George is a 60-year-old man with mild ID and autism. Record review indicated poorly supported diagnoses of bipolar disorder and schizophrenia diagnosed in 2017. George lived at home with his younger brother and parents for his entire childhood. His mother homeschooled him although his brother went to public school. George’s entire immediate family has always been very close and involved in caring for and supporting George. His father died when he was 16 years old, and his brother moved out of the family home when he turned 18 and went to college. This left only George and his mother living in the family home for many years until his mother passed in 2016. At that time, George moved to a group home. Although he still has some support from his brother, his brother does not live in the same state and travels a lot for work.

Before moving to the group home, George attended a day program five days per week. He also received occasional weekend respite and was involved in his church. His primary care manager was a long-time family friend, but he retired shortly before the passing of George’s mother. Upon moving to the group home, new primary care services needed to be established.

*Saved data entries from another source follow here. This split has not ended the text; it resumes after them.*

//! The success variant.

use crate::{
    Detailed, IntoOperationResult, OperationResult, OperationResultError, ResultDetails, Status,
    SuccessInfo,
};

/// A successful result carrying a payload of type `T`.
///
/// The untyped form is `SuccessResult<()>`, whose payload never counts as
/// data. A success never carries errors.
///
/// # Examples
///
/// ```
/// use operation_result::{Detailed, succeeded_with};
///
/// let result = succeeded_with(42_u32).with_message("answer computed")?;
/// assert!(result.has_succeeded());
/// assert!(result.has_data());
/// assert_eq!(*result.data(), 42);
/// # Ok::<(), operation_result::OperationResultError>(())
/// ```
#[derive(Clone, Debug, Default, PartialEq, Eq)]
pub struct SuccessResult<T = ()> {
    details: ResultDetails,
    data: T,
}

impl<T> SuccessResult<T> {
    /// Create a success carrying `data`.
    #[must_use]
    pub fn new(data: T) -> Self {
        Self {
            details: ResultDetails::new(),
            data,
        }
    }

    /// Create a success carrying `data`, seeded from `info`.
    ///
    /// # Errors
    ///
    /// Returns an [`OperationResultError`] when the seeded code, messages, or
    /// arguments are rejected.
    pub fn from_info(data: T, info: SuccessInfo) -> Result<Self, OperationResultError> {
        Ok(Self {
            details: ResultDetails::from_info(info.info)?,
            data,
        })
    }

    /// The payload.
    #[must_use]
    pub const fn data(&self) -> &T {
        &self.data
    }

    /// Consume the result, returning the payload.
    #[must_use]
    pub fn into_data(self) -> T {
        self.data
    }

    /// Consume the result, returning its details and payload.
    #[must_use]
    pub fn into_parts(self) -> (ResultDetails, T) {
        (self.details, self.data)
    }

    /// Replace the payload in place.
    pub fn set_data(&mut self, data: T) {
        self.data = data;
    }

    /// Replace the payload.
    #[must_use]
    pub fn with_data(mut self, data: T) -> Self {
        self.set_data(data);
        self
    }

    /// Combine with `other`; see [`OperationResult::combine`].
    ///
    /// # Errors
    ///
    /// Never fails for a success base; the signature matches
    /// [`OperationResult::combine`].
    pub fn combine<R>(self, other: R) -> Result<OperationResult<T>, OperationResultError>
    where
        R: IntoOperationResult,
    {
        OperationResult::Success(self).combine(other)
    }
}

impl<T: Default + PartialEq> SuccessResult<T> {
    /// Returns `true` when the payload differs from `T::default()`.
    #[must_use]
    pub fn has_data(&self) -> bool {
        self.data != T::default()
    }
}

impl<T> Detailed for SuccessResult<T> {
    fn details(&self) -> &ResultDetails {
        &self.details
    }

    fn details_mut(&mut self) -> &mut ResultDetails {
        &mut self.details
    }

    fn status(&self) -> Status {
        Status::Succeeded
    }
}

impl<T> IntoOperationResult for SuccessResult<T> {
    type Payload = T;

    fn into_operation_result(self) -> OperationResult<T> {
        OperationResult::Success(self)
    }
}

George was referred for psychiatric assessment at an IDD specialty clinic in 2018 due to "aggressive behaviors," limiting his day program to only twice/week. His sleep was disrupted, with awakening often in the middle of the night. He appeared irritable and would cry frequently. Upon assessment and symptom tracking, it was noted that George often spoke about his childhood and his family. When he did speak of his parents and his “old life,” as he called it, he would cry. This often led to self-injury (hitting himself on the head, chest, and thighs), yelling and property destruction. Occasionally, it escalated to physical aggression.

Taking symptom trends into consideration, it was determined that a diagnosis of complex bereavement disorder should be considered. In-home supports were coordinated with the group home to provide additional assistance to titrate George off ineffective medications and begin a trial on an SSRI. In addition to psychopharmacological treatment, George was screened and then enrolled in bereavement-focused psychotherapy.

 

1 American Psychiatric Association. Diagnostic and Statistical Manual of Mental Disorders (5th ed.). Washington, DC: American Psychiatric Association, 2013.

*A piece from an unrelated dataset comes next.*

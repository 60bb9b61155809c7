//! Step implementations live under [`steps`]; [`scenarios`] binds them to
//! the feature files.

mod scenarios;
pub mod steps;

2 Kubler-Ross, E. On Death and Dying. New York, NY: Collier Books/Macmillian, 1969.

3 Kessler D. Finding Meaning: The Sixth Stage of Grief. New York, NY: Scribner, 2019.

References

American Psychiatric Association. (2013). Diagnostic and statistical manual of mental disorders (5th ed.). Arlington, VA: Author.

Bonell-Pascual, E, Huline-Dickens, S, Hollins, S (1999). Bereavement and grief in adults with learning disabilities: A follow-up study. British Journal of Psychiatry. 175(4):348–350.

Brickell, C, Munir, K. (2008) Grief and its complications in individuals with intellectual disability. Harvard Review of Psychiatry. 16(1): 10-12

Clements P, Focht-New, G, Faulkner, M.(2004). Grief in the shadows: Exploring loss and bereavement in people with developmental disabilities. Issues in Mental Health Nursing. 25: 799-808.

Clute, MA. (2010). Bereavement interventions for adults with intellectual disabilities: What works? Omega (Westport).61(2):163-77.

Clute, M. (2017) A grounded theory study of the bereavement experience for adults with developmental disabilities following the death of a parent or loved one: Perceptions of bereavement counselors [PhD dissertation]. Cleveland, OH: Case Western Reserve University.

Dowling, S., Hubert, J., White, S., & Hollins, S. (2006). Bereaved adults with intellectual disabilities: a combined randomized controlled trial and qualitative study of two community‐based interventions. Journal of Intellectual Disability Research50(4), 277-287.

Fletcher, R. I., Barnhill, J., Cooper, S. (2017). Diagnostic Manual-Intellectual Disability (DM-ID-2): A textbook of diagnosis of mental disorders in persons with intellectual disability. Kingston, NY: NADD.

Hume, K, Regan, T, Megronigle, L, & Rhinehalt, C. (2015). Supporting students with autism spectrum disorder through grief and loss. Autism at a Glance Brief. 48(3): 128-136

MacHale, R, Carey, S. (2002). An investigation of the effects of bereavement on mental health and challenging behavior in adults with learning disability. British Journal of Learning Disabilities. 30(3):113–117.

Mosher, PJ. (2018). Everywhere and nowhere: Grief in child and adolescent psychiatry and pediatric clinical populations. Child Adolescent Psychiatry Clinics of North America. 27(1):109-124.

Shear, M. K., & Bloom, C. G. (2017). Complicated grief treatment: An evidence-based approach to grief therapy. Journal of Rational-Emotive & Cognitive-Behavior Therapy35(1), 6-25.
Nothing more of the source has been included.